- **Entries supplied**:
──────────────────────────────

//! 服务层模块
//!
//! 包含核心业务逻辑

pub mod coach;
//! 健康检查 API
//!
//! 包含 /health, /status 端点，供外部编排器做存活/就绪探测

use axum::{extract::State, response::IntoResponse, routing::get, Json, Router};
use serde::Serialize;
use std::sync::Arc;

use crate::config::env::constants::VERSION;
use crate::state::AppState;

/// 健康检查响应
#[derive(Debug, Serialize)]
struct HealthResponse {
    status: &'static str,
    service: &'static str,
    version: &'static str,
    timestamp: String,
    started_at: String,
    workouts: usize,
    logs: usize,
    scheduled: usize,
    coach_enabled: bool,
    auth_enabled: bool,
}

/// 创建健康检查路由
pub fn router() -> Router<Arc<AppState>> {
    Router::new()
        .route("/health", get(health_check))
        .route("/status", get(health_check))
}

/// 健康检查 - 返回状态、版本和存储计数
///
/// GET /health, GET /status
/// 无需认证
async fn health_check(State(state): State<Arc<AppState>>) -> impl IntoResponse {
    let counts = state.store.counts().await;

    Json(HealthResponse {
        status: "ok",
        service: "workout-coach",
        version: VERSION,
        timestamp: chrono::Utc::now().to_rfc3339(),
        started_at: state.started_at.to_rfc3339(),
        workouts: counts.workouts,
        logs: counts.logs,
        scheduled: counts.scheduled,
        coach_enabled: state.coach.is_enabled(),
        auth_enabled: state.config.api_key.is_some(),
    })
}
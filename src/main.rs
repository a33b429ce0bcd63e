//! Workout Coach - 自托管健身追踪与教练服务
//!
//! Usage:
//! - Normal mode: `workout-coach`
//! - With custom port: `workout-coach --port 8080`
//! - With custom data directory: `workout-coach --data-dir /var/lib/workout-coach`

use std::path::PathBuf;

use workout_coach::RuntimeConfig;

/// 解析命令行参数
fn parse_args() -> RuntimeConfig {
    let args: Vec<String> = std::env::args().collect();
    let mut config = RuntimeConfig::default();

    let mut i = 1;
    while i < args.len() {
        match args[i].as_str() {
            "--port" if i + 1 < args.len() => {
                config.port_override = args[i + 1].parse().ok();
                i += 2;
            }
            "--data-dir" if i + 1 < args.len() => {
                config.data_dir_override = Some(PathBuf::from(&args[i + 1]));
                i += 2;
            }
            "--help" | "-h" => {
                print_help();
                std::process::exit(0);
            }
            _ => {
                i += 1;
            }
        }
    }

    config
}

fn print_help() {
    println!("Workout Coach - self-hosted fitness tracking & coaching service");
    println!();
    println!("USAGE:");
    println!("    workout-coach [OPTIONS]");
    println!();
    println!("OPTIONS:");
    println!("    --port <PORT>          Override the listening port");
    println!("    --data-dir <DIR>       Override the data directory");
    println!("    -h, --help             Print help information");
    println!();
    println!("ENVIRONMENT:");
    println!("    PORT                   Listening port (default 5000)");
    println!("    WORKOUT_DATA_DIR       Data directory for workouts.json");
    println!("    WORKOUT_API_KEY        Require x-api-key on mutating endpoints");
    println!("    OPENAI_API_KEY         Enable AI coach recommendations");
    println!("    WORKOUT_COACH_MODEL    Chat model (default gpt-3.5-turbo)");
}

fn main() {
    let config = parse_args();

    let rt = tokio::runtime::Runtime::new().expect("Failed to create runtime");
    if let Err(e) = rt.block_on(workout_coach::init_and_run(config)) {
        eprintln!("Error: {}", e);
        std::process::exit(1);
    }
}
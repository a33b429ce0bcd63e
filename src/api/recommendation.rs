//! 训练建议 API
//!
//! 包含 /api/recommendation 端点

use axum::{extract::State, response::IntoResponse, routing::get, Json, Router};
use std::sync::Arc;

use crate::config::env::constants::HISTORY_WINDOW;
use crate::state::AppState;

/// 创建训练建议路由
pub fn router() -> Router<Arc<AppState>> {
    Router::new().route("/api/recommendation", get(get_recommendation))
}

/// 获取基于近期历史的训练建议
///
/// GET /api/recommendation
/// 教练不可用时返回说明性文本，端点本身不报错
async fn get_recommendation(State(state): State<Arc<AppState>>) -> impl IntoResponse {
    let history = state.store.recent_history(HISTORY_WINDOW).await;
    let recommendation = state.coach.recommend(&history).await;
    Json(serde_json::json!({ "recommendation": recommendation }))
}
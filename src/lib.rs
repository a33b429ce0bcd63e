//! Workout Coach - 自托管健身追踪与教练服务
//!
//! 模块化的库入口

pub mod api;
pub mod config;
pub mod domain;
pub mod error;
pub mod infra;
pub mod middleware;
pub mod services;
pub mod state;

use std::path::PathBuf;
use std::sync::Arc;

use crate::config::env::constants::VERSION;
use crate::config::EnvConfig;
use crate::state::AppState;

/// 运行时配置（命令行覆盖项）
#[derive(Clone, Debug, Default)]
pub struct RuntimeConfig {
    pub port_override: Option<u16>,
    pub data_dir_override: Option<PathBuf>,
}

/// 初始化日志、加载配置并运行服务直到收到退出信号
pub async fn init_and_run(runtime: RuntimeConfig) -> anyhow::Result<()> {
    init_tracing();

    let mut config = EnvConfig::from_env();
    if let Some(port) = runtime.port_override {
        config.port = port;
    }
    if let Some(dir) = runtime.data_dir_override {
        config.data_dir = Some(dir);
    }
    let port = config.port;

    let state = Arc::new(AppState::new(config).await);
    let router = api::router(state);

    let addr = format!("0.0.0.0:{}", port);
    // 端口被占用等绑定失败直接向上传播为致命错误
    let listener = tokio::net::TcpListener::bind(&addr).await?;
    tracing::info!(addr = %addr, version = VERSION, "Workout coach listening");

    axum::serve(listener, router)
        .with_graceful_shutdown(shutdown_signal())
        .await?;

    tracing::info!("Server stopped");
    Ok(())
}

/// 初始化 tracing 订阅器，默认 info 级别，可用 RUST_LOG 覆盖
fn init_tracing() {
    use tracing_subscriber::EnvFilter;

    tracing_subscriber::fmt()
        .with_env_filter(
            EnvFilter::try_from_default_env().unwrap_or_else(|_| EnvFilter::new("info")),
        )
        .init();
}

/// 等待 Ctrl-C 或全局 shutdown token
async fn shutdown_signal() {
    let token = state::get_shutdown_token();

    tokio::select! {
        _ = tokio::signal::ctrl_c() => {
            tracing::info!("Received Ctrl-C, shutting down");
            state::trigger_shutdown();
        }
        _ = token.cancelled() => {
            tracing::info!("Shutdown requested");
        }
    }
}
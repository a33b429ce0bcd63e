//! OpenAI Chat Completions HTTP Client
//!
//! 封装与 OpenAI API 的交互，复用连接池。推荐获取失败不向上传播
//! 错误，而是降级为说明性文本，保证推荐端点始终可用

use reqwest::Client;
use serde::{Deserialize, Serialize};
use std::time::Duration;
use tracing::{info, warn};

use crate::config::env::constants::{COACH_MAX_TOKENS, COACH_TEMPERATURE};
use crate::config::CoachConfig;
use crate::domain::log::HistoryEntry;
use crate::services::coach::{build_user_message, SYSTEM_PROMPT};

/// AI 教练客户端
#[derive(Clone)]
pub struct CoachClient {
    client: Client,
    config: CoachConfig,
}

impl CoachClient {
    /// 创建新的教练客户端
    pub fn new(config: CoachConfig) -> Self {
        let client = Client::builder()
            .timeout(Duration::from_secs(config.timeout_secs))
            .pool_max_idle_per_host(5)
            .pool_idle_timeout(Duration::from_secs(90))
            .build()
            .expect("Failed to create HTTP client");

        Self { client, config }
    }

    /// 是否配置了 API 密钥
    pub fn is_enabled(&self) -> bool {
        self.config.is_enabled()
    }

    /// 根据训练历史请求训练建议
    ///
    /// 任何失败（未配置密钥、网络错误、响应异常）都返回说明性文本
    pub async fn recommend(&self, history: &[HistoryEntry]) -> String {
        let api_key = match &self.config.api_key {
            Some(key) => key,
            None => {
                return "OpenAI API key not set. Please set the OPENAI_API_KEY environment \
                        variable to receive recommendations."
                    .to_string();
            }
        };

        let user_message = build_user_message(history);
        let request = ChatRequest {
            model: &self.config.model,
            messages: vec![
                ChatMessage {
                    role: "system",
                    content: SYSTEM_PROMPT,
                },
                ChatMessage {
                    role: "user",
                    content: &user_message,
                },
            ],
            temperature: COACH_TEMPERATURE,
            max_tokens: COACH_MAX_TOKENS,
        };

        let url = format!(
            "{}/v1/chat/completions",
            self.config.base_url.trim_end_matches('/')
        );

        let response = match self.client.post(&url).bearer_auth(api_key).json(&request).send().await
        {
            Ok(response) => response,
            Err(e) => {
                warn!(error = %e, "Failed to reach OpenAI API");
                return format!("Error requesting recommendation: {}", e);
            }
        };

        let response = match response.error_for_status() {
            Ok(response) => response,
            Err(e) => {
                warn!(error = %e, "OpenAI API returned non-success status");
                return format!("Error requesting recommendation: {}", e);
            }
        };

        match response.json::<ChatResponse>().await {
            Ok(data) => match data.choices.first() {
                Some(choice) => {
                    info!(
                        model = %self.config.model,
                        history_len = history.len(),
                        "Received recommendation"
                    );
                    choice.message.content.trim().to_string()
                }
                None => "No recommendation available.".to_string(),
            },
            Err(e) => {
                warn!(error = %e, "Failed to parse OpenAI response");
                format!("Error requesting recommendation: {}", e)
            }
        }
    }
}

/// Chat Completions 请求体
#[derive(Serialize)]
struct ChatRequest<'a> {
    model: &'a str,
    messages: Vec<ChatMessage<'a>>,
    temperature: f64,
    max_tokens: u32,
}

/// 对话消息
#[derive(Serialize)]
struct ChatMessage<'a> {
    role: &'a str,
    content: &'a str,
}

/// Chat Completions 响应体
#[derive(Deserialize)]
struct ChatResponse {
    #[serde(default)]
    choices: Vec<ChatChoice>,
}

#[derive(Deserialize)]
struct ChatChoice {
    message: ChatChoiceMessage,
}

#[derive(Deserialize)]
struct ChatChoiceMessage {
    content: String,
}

──────────────────────────────

- **Task**:
Lines from the start of the material above through the line containing "let mut i = 1;" are to be duplicated exactly, and only those.

- **Reply**:
//! 服务层模块
//!
//! 包含核心业务逻辑

pub mod coach;
//! 健康检查 API
//!
//! 包含 /health, /status 端点，供外部编排器做存活/就绪探测

use axum::{extract::State, response::IntoResponse, routing::get, Json, Router};
use serde::Serialize;
use std::sync::Arc;

use crate::config::env::constants::VERSION;
use crate::state::AppState;

/// 健康检查响应
#[derive(Debug, Serialize)]
struct HealthResponse {
    status: &'static str,
    service: &'static str,
    version: &'static str,
    timestamp: String,
    started_at: String,
    workouts: usize,
    logs: usize,
    scheduled: usize,
    coach_enabled: bool,
    auth_enabled: bool,
}

/// 创建健康检查路由
pub fn router() -> Router<Arc<AppState>> {
    Router::new()
        .route("/health", get(health_check))
        .route("/status", get(health_check))
}

/// 健康检查 - 返回状态、版本和存储计数
///
/// GET /health, GET /status
/// 无需认证
async fn health_check(State(state): State<Arc<AppState>>) -> impl IntoResponse {
    let counts = state.store.counts().await;

    Json(HealthResponse {
        status: "ok",
        service: "workout-coach",
        version: VERSION,
        timestamp: chrono::Utc::now().to_rfc3339(),
        started_at: state.started_at.to_rfc3339(),
        workouts: counts.workouts,
        logs: counts.logs,
        scheduled: counts.scheduled,
        coach_enabled: state.coach.is_enabled(),
        auth_enabled: state.config.api_key.is_some(),
    })
}
filename src/main.rs
repository a33b429ce0bcd63e
//! Workout Coach - 自托管健身追踪与教练服务
//!
//! Usage:
//! - Normal mode: `workout-coach`
//! - With custom port: `workout-coach --port 8080`
//! - With custom data directory: `workout-coach --data-dir /var/lib/workout-coach`

use std::path::PathBuf;

use workout_coach::RuntimeConfig;

/// 解析命令行参数
fn parse_args() -> RuntimeConfig {
    let args: Vec<String> = std::env::args().collect();
    let mut config = RuntimeConfig::default();

    let mut i = 1;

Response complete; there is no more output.